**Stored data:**
● ● ●
use rand::Rng;
use thiserror::Error;

use super::aggregate::{SourcedProduct, SourcedProductId, SourcingPrompt};
use crate::enums::SourcingStatus;

pub const TITLE_PREFIX_CHARS: usize = 50;
pub const MOCK_SUPPLIER: &str = "Verified Global Supplier";
pub const MOCK_DELIVERY: &str = "5-7 business days";
/// Fixed processing time of a sourcing request
pub const SOURCING_DELAY_MS: u32 = 3000;

#[derive(Debug, Clone, PartialEq, Eq, Error)]
pub enum SourcingError {
    #[error("Describe what you need before sourcing")]
    EmptyPrompt,
    #[error("Sourcing request was cancelled")]
    Cancelled,
}

/// Turns a prompt into a supplier offer
pub trait OfferSynthesizer {
    fn synthesize(&mut self, prompt: &SourcingPrompt) -> Result<SourcedProduct, SourcingError>;
}

/// Fabricates offers from random numbers; never fails
pub struct MockOfferSynthesizer<R: Rng> {
    rng: R,
}

impl<R: Rng> MockOfferSynthesizer<R> {
    pub fn new(rng: R) -> Self {
        Self { rng }
    }
}

impl<R: Rng> OfferSynthesizer for MockOfferSynthesizer<R> {
    fn synthesize(&mut self, prompt: &SourcingPrompt) -> Result<SourcedProduct, SourcingError> {
        Ok(SourcedProduct {
            id: SourcedProductId::new_v4(),
            title: format!("AI Sourced: {}...", prompt.head(TITLE_PREFIX_CHARS)),
            description: format!(
                "Premium quality product matching your request: \"{}\"",
                prompt.as_str()
            ),
            price: self.rng.gen_range(50..=549),
            supplier: MOCK_SUPPLIER.to_string(),
            estimated_delivery: MOCK_DELIVERY.to_string(),
            status: SourcingStatus::Found,
            confidence: self.rng.gen_range(80..=99),
        })
    }
}

#[cfg(test)]
mod tests {
    use super::*;
    use crate::domain::a001_sourced_product::SourcingFeed;
    use rand::rngs::StdRng;
    use rand::SeedableRng;

    #[test]
    fn test_synthesized_offer_shape() {
        let mut synth = MockOfferSynthesizer::new(StdRng::seed_from_u64(7));
        let prompt = SourcingPrompt::parse("Organic cotton t-shirts").unwrap();
        let offer = synth.synthesize(&prompt).unwrap();

        assert_eq!(offer.title, "AI Sourced: Organic cotton t-shirts...");
        assert_eq!(
            offer.description,
            "Premium quality product matching your request: \"Organic cotton t-shirts\""
        );
        assert_eq!(offer.supplier, "Verified Global Supplier");
        assert_eq!(offer.estimated_delivery, "5-7 business days");
        assert_eq!(offer.status, SourcingStatus::Found);
    }

    #[test]
    fn test_random_values_stay_in_range() {
        let mut synth = MockOfferSynthesizer::new(StdRng::seed_from_u64(42));
        let prompt = SourcingPrompt::parse("desk lamp").unwrap();
        for _ in 0..500 {
            let offer = synth.synthesize(&prompt).unwrap();
            assert!((50..=549).contains(&offer.price), "price {}", offer.price);
            assert!((80..=99).contains(&offer.confidence), "confidence {}", offer.confidence);
        }
    }

    #[test]
    fn test_long_prompt_title_is_cut_at_fifty_chars() {
        let mut synth = MockOfferSynthesizer::new(StdRng::seed_from_u64(1));
        let text = "x".repeat(80);
        let offer = synth.synthesize(&SourcingPrompt::parse(&text).unwrap()).unwrap();
        assert_eq!(offer.title, format!("AI Sourced: {}...", "x".repeat(50)));
    }

    #[test]
    fn test_each_submission_prepends_exactly_one() {
        let mut synth = MockOfferSynthesizer::new(StdRng::seed_from_u64(3));
        let mut feed = SourcingFeed::new();

        let first = synth.synthesize(&SourcingPrompt::parse("chairs").unwrap()).unwrap();
        feed.prepend(first.clone());
        let second = synth.synthesize(&SourcingPrompt::parse("tables").unwrap()).unwrap();
        feed.prepend(second.clone());

        assert_eq!(feed.len(), 2);
        assert_eq!(feed.items()[0], second);
        assert_eq!(feed.items()[1], first);
        assert_ne!(first.id, second.id);
    }
}
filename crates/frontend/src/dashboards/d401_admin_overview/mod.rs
pub mod ui;

pub use ui::AdminOverviewPage;
use chrono::NaiveDate;
use serde::{Deserialize, Serialize};

use crate::enums::{UserRole, UserStatus};

/// Platform account as shown to administrators
#[derive(Debug, Clone, PartialEq, Serialize, Deserialize)]
pub struct UserAccount {
    pub id: u32,
    pub name: String,
    pub email: String,
    pub role: UserRole,
    pub status: UserStatus,
    pub joined: NaiveDate,
    pub orders: u32,
}

impl UserAccount {
    /// First letter of every word in the name: "John Smith" -> "JS"
    pub fn initials(&self) -> String {
        self.name
            .split_whitespace()
            .filter_map(|word| word.chars().next())
            .collect()
    }
}
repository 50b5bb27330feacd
pub mod card_animated;
pub mod page_header;
pub mod stat_card;
pub mod ui;
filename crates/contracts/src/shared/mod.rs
pub mod config;
pub mod format;
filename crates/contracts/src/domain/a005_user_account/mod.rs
pub mod aggregate;
pub mod mock;

pub use aggregate::UserAccount;
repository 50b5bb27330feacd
use contracts::shared::config::AppConfig;
use contracts::system::auth::{Credentials, DemoCredentialVerifier, DEMO_PASSWORD, DEMO_USERNAME};
use leptos::prelude::*;
use leptos::task::spawn_local;
use leptos_router::hooks::use_navigate;
use thaw::{Card, Spinner, SpinnerSize};

use crate::layout::toast_service::use_toasts;
use crate::shared::icons::icon;
use crate::system::auth::context::{do_login, use_auth};

#[component]
pub fn AdminLoginPage() -> impl IntoView {
    let (username, set_username) = signal(String::new());
    let (password, set_password) = signal(String::new());
    let (show_password, set_show_password) = signal(false);
    let (is_loading, set_is_loading) = signal(false);

    let (_, set_auth_state) = use_auth();
    let config = expect_context::<AppConfig>();
    let toasts = use_toasts();
    let navigate = use_navigate();

    let on_submit = move |ev: leptos::ev::SubmitEvent| {
        ev.prevent_default();
        if is_loading.get_untracked() {
            return;
        }

        let credentials = Credentials::new(username.get_untracked(), password.get_untracked());
        let config = config.clone();
        let navigate = navigate.clone();
        set_is_loading.set(true);

        spawn_local(async move {
            let verifier = DemoCredentialVerifier::new();
            match do_login(&verifier, credentials, &config, set_auth_state).await {
                Ok(()) => {
                    toasts.success("Login successful! Redirecting...");
                    set_is_loading.set(false);
                    navigate("/admin", Default::default());
                }
                Err(e) => {
                    log::warn!("Admin login rejected: {}", e);
                    toasts.error(e.to_string());
                    set_is_loading.set(false);
                }
            }
        });
    };

    view! {
        <div class="login-container">
            <Card attr:class="login-box">
                <div class="login-box__header">
                    <div class="login-box__badge">{icon("shield")}</div>
                    <h1>"Admin Access"</h1>
                    <p class="text-muted">"Secure login for SourceAnything administrators"</p>
                </div>

                <form on:submit=on_submit>
                    <div class="form-group">
                        <label for="username">"Username"</label>
                        <input
                            type="text"
                            id="username"
                            placeholder="Enter admin username"
                            prop:value=move || username.get()
                            on:input=move |ev| set_username.set(event_target_value(&ev))
                            required
                        />
                    </div>

                    <div class="form-group">
                        <label for="password">"Password"</label>
                        <div class="password-field">
                            <input
                                type=move || if show_password.get() { "text" } else { "password" }
                                id="password"
                                placeholder="Enter admin password"
                                prop:value=move || password.get()
                                on:input=move |ev| set_password.set(event_target_value(&ev))
                                required
                            />
                            <button
                                type="button"
                                class="password-field__toggle"
                                title=move || if show_password.get() { "Hide password" } else { "Show password" }
                                on:click=move |_| set_show_password.update(|v| *v = !*v)
                            >
                                {move || if show_password.get() { icon("eye-off") } else { icon("eye") }}
                            </button>
                        </div>
                    </div>

                    <button
                        type="submit"
                        class="btn-primary btn-block"
                        disabled=move || is_loading.get()
                    >
                        {move || if is_loading.get() {
                            view! { <><Spinner size=SpinnerSize::Tiny />"Authenticating..."</> }.into_any()
                        } else {
                            view! { <>{icon("shield")}"Sign In"</> }.into_any()
                        }}
                    </button>

                    <div class="login-info">
                        <p>"Demo credentials:"</p>
                        <p>"Username: " <code>{DEMO_USERNAME}</code></p>
                        <p>"Password: " <code>{DEMO_PASSWORD}</code></p>
                    </div>
                </form>
            </Card>
        </div>
    }
}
● ● ●
**EXERCISE DETAILS:** Show me every line in the data above that includes "crates".

**EXERCISE ANSWER:**
filename crates/frontend/src/dashboards/d401_admin_overview/mod.rs
filename crates/contracts/src/shared/mod.rs
filename crates/contracts/src/domain/a005_user_account/mod.rs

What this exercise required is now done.